■ **THE PROBLEM**: Your reply should hold only the lines from the records below where "match" occurs.

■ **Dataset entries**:

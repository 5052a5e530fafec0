//! Bindings of the demo page.
//!
//! Every handler accepts any JSON value for its inputs; values outside the
//! expected domain take the default branch instead of failing the update.

use contracts::dashboards::d400_dock_demo::*;
use contracts::enums::ChartType;
use serde_json::Value;

use super::charts;
use crate::shared::callbacks::Binding;
use crate::shared::dock::DockApp;

pub const NO_DATASETS_TEXT: &str = "No datasets selected";
pub const NOT_REFRESHED_STATUS: &str = "Data not refreshed yet";
pub const CONSOLE_READY_TEXT: &str = "Console initialized. Waiting for events...";

pub fn bindings() -> Vec<Binding> {
    vec![
        Binding::server(
            "update_dash_dock",
            &[(API_KEY_INPUT, PROP_VALUE)],
            &[(DOCK_CONTAINER, PROP_CHILDREN)],
            on_api_key,
        ),
        Binding::server(
            "update_selected_datasets",
            &[(DATASET_SELECTOR, PROP_VALUE)],
            &[(SELECTED_DATASETS_DISPLAY, PROP_CHILDREN)],
            on_dataset_selection,
        ),
        Binding::server(
            "update_chart_type",
            &[(CHART_TYPE_SELECTOR, PROP_VALUE)],
            &[(SELECTED_CHART_TYPE, PROP_CHILDREN)],
            on_chart_type_label,
        ),
        Binding::server(
            "refresh_data",
            &[(REFRESH_DATA_BTN, PROP_N_CLICKS)],
            &[
                (DATA_REFRESH_STATUS, PROP_CHILDREN),
                (CONSOLE_OUTPUT, PROP_CHILDREN),
            ],
            on_refresh,
        ),
        Binding::server(
            "update_chart",
            &[(CHART_TYPE_SELECTOR, PROP_VALUE)],
            &[(MAIN_CHART_CONTAINER, PROP_CHILDREN)],
            on_chart_type,
        ),
        // Theme switching happens in the browser only.
        Binding::client(
            "toggle_color_scheme",
            &[(COLOR_SCHEME_SWITCH, PROP_CHECKED)],
            &[(COLOR_SCHEME_SWITCH, "id")],
        ),
    ]
}

// ---------------------------------------------------------------------------
// Pure behaviour
// ---------------------------------------------------------------------------

/// Keys are shown in the order they were clicked, never sorted.
pub fn selected_datasets_text(selected: &[String]) -> String {
    if selected.is_empty() {
        return NO_DATASETS_TEXT.to_string();
    }
    format!("Selected datasets: {}", selected.join(", "))
}

pub fn chart_type_label(value: Option<&str>) -> String {
    format!("Selected chart type: {}", value.unwrap_or("None"))
}

/// Returns `(status, console message)` for the click count.
pub fn refresh_status(n_clicks: u64) -> (String, String) {
    if n_clicks == 0 {
        return (
            NOT_REFRESHED_STATUS.to_string(),
            CONSOLE_READY_TEXT.to_string(),
        );
    }
    (
        format!("Data refreshed {n_clicks} times"),
        format!("Data refresh requested at click {n_clicks}"),
    )
}

// ---------------------------------------------------------------------------
// Value decoding
// ---------------------------------------------------------------------------

static NULL: Value = Value::Null;

fn arg(inputs: &[Value], index: usize) -> &Value {
    inputs.get(index).unwrap_or(&NULL)
}

fn string_list(value: &Value) -> Vec<String> {
    match value {
        Value::Array(items) => items
            .iter()
            .filter_map(|item| match item {
                Value::String(s) => Some(s.clone()),
                Value::Null => None,
                other => Some(other.to_string()),
            })
            .collect(),
        Value::String(s) => vec![s.clone()],
        _ => Vec::new(),
    }
}

/// Whole positive numbers only; fractional or negative counts are treated
/// as no clicks.
fn click_count(value: &Value) -> u64 {
    value
        .as_u64()
        .or_else(|| {
            value
                .as_f64()
                .filter(|f| f.fract() == 0.0 && *f > 0.0 && *f <= u64::MAX as f64)
                .map(|f| f as u64)
        })
        .unwrap_or(0)
}

// ---------------------------------------------------------------------------
// Handlers
// ---------------------------------------------------------------------------

fn on_api_key(dock: &DockApp, inputs: &[Value]) -> Vec<Value> {
    let api_key = arg(inputs, 0).as_str();
    vec![dock.render(DOCK_LAYOUT, api_key).to_value()]
}

fn on_dataset_selection(_: &DockApp, inputs: &[Value]) -> Vec<Value> {
    let selected = string_list(arg(inputs, 0));
    vec![Value::from(selected_datasets_text(&selected))]
}

fn on_chart_type_label(_: &DockApp, inputs: &[Value]) -> Vec<Value> {
    let value = arg(inputs, 0);
    let label = match value {
        Value::Null => chart_type_label(None),
        Value::String(s) => chart_type_label(Some(s.as_str())),
        other => chart_type_label(Some(other.to_string().as_str())),
    };
    vec![Value::from(label)]
}

fn on_chart_type(_: &DockApp, inputs: &[Value]) -> Vec<Value> {
    let chart_type = arg(inputs, 0).as_str().and_then(ChartType::from_code);
    if chart_type.is_none() {
        tracing::debug!("unknown chart type {}, rendering fallback", arg(inputs, 0));
    }
    vec![charts::render_chart(chart_type).to_value()]
}

fn on_refresh(_: &DockApp, inputs: &[Value]) -> Vec<Value> {
    let (status, console) = refresh_status(click_count(arg(inputs, 0)));
    vec![Value::from(status), Value::from(console)]
}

■ **EXPECTED OUTPUT**:
    match value {
            .filter_map(|item| match item {
    let label = match value {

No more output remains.